What you should do
Identify and pull out each line of the entries in which "backend" occurs.

Dataset records Start Marker

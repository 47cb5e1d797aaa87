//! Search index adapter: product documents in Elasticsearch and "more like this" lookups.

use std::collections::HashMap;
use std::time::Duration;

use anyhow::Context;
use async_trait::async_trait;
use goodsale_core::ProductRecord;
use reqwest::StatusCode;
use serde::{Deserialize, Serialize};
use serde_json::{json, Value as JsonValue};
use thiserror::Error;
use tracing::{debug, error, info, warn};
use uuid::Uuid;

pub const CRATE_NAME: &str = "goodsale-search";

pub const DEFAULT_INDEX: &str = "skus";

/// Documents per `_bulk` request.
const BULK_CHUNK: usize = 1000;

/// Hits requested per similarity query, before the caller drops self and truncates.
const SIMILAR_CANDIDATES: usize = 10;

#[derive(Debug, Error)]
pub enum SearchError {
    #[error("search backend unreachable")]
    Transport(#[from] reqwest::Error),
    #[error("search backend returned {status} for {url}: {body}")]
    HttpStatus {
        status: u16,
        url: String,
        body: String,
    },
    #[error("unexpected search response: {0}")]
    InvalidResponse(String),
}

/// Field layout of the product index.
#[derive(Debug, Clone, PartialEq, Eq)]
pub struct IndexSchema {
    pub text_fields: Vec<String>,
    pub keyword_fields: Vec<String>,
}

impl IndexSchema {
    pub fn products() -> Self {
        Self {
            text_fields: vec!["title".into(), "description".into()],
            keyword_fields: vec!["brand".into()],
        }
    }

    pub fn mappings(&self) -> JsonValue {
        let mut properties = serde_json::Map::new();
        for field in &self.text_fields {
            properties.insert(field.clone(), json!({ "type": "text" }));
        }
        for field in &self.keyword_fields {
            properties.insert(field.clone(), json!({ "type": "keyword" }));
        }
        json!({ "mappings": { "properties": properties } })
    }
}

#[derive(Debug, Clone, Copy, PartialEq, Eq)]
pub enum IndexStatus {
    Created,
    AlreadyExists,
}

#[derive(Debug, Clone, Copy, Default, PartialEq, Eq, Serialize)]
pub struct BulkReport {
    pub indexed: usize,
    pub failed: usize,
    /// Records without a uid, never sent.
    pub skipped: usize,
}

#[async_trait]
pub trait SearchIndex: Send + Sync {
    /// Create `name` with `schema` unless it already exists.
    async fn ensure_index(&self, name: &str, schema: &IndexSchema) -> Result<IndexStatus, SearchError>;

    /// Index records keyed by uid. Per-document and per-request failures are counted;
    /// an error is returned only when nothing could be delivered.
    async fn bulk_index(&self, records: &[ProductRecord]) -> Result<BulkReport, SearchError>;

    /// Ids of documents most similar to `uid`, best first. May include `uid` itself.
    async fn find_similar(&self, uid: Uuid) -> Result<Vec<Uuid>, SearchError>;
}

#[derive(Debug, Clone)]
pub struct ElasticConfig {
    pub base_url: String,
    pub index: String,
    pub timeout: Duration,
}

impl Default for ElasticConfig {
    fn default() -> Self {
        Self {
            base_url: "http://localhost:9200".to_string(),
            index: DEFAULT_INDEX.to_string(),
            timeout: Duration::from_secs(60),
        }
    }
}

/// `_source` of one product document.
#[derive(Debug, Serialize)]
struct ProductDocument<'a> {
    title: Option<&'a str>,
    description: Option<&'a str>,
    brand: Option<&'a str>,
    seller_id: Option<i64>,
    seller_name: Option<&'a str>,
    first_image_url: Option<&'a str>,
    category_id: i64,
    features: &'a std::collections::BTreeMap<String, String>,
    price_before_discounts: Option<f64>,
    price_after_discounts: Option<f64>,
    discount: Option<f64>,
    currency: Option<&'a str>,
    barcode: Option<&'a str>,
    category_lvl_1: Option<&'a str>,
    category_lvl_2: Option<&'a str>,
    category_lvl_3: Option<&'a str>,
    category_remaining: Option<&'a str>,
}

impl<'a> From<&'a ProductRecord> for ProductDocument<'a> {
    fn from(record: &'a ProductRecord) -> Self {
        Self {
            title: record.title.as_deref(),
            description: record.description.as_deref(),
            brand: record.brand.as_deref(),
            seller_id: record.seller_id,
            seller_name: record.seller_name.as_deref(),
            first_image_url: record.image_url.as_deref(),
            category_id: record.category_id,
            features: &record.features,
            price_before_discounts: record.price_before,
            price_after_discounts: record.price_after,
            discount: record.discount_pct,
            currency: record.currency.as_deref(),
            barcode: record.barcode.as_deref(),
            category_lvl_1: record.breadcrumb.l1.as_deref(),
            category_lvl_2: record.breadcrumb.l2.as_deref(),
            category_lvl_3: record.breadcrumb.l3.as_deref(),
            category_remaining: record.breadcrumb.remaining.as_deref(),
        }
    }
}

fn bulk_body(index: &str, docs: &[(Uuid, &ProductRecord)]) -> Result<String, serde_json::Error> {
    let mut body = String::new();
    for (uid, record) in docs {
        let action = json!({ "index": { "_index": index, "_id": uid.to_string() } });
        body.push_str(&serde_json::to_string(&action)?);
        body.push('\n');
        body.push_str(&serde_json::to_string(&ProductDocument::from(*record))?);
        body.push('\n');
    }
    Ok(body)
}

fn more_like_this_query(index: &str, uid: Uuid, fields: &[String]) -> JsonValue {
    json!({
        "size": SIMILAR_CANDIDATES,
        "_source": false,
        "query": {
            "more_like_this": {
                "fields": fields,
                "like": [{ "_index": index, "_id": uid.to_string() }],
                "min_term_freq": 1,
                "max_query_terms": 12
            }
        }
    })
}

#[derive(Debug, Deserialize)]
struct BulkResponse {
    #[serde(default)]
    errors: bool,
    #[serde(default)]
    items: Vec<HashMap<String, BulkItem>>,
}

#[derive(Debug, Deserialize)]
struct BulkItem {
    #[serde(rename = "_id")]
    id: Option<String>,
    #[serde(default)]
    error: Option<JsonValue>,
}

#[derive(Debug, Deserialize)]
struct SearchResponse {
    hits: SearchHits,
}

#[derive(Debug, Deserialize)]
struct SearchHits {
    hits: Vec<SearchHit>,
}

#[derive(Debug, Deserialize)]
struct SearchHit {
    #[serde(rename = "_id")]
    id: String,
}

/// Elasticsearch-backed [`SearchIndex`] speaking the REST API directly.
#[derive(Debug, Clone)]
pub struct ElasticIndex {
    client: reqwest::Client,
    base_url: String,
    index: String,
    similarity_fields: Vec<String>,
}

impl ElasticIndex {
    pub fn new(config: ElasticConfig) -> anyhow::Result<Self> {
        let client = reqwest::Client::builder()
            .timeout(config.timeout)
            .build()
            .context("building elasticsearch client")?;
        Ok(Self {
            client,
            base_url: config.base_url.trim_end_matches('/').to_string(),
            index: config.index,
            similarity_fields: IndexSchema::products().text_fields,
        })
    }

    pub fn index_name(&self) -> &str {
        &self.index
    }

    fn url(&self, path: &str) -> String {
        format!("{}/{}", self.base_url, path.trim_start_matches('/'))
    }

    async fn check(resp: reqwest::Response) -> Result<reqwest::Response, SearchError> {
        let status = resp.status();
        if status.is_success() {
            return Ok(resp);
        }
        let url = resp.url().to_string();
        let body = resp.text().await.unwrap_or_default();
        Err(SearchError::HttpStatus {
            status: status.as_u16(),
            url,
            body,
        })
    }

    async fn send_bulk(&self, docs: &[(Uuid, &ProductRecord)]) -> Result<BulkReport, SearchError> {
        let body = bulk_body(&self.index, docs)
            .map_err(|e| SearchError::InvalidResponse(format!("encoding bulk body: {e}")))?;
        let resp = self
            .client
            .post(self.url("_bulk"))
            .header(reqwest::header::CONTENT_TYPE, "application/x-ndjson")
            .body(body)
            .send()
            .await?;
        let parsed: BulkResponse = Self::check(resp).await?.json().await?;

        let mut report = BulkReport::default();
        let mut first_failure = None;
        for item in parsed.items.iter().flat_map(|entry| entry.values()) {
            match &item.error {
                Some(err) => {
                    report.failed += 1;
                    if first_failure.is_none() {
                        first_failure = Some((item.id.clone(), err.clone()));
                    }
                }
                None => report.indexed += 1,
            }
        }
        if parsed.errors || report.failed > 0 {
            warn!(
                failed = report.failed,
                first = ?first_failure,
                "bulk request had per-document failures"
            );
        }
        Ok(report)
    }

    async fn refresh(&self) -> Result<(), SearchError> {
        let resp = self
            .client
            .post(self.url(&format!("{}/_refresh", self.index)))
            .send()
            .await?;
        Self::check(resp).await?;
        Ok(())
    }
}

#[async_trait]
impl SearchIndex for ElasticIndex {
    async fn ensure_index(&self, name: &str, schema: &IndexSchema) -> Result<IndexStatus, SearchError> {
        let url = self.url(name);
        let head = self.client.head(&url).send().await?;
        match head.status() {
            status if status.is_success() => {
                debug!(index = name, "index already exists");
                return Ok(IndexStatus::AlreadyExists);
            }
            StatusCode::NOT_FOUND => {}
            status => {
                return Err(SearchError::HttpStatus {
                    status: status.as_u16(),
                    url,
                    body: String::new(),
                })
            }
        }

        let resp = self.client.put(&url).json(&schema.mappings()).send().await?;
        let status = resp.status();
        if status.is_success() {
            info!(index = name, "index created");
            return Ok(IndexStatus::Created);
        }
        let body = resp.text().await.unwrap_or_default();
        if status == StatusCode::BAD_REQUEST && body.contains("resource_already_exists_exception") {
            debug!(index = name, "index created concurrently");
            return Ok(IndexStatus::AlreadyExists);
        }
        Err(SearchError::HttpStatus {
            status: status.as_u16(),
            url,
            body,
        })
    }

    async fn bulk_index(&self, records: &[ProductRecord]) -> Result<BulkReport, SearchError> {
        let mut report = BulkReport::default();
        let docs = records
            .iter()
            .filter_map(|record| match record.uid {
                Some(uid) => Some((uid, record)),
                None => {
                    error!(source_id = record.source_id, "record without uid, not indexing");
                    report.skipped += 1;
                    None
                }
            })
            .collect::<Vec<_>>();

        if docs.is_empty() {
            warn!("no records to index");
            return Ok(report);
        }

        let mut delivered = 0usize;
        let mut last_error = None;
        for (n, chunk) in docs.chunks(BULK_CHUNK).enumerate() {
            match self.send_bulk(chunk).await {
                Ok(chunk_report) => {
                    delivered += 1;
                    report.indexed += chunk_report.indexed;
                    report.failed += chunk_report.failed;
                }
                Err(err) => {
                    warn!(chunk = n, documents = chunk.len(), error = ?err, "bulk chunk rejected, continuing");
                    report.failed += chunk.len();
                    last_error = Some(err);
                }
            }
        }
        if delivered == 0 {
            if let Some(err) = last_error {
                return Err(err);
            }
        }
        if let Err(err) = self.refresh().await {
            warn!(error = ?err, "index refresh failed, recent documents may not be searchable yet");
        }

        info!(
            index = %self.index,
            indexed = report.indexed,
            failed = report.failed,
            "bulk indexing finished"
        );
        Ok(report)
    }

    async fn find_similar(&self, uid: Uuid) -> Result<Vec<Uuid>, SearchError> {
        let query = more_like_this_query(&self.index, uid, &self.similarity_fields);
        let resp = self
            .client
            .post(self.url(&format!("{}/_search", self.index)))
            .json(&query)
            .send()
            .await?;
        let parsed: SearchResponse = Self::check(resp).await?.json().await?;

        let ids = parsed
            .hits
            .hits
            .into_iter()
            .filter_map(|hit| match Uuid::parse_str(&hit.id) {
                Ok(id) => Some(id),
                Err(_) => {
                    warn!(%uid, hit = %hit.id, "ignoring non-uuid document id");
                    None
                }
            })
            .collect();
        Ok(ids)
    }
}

Dataset records End Marker

Expected answer
    #[error("search backend unreachable")]
    #[error("search backend returned {status} for {url}: {body}")]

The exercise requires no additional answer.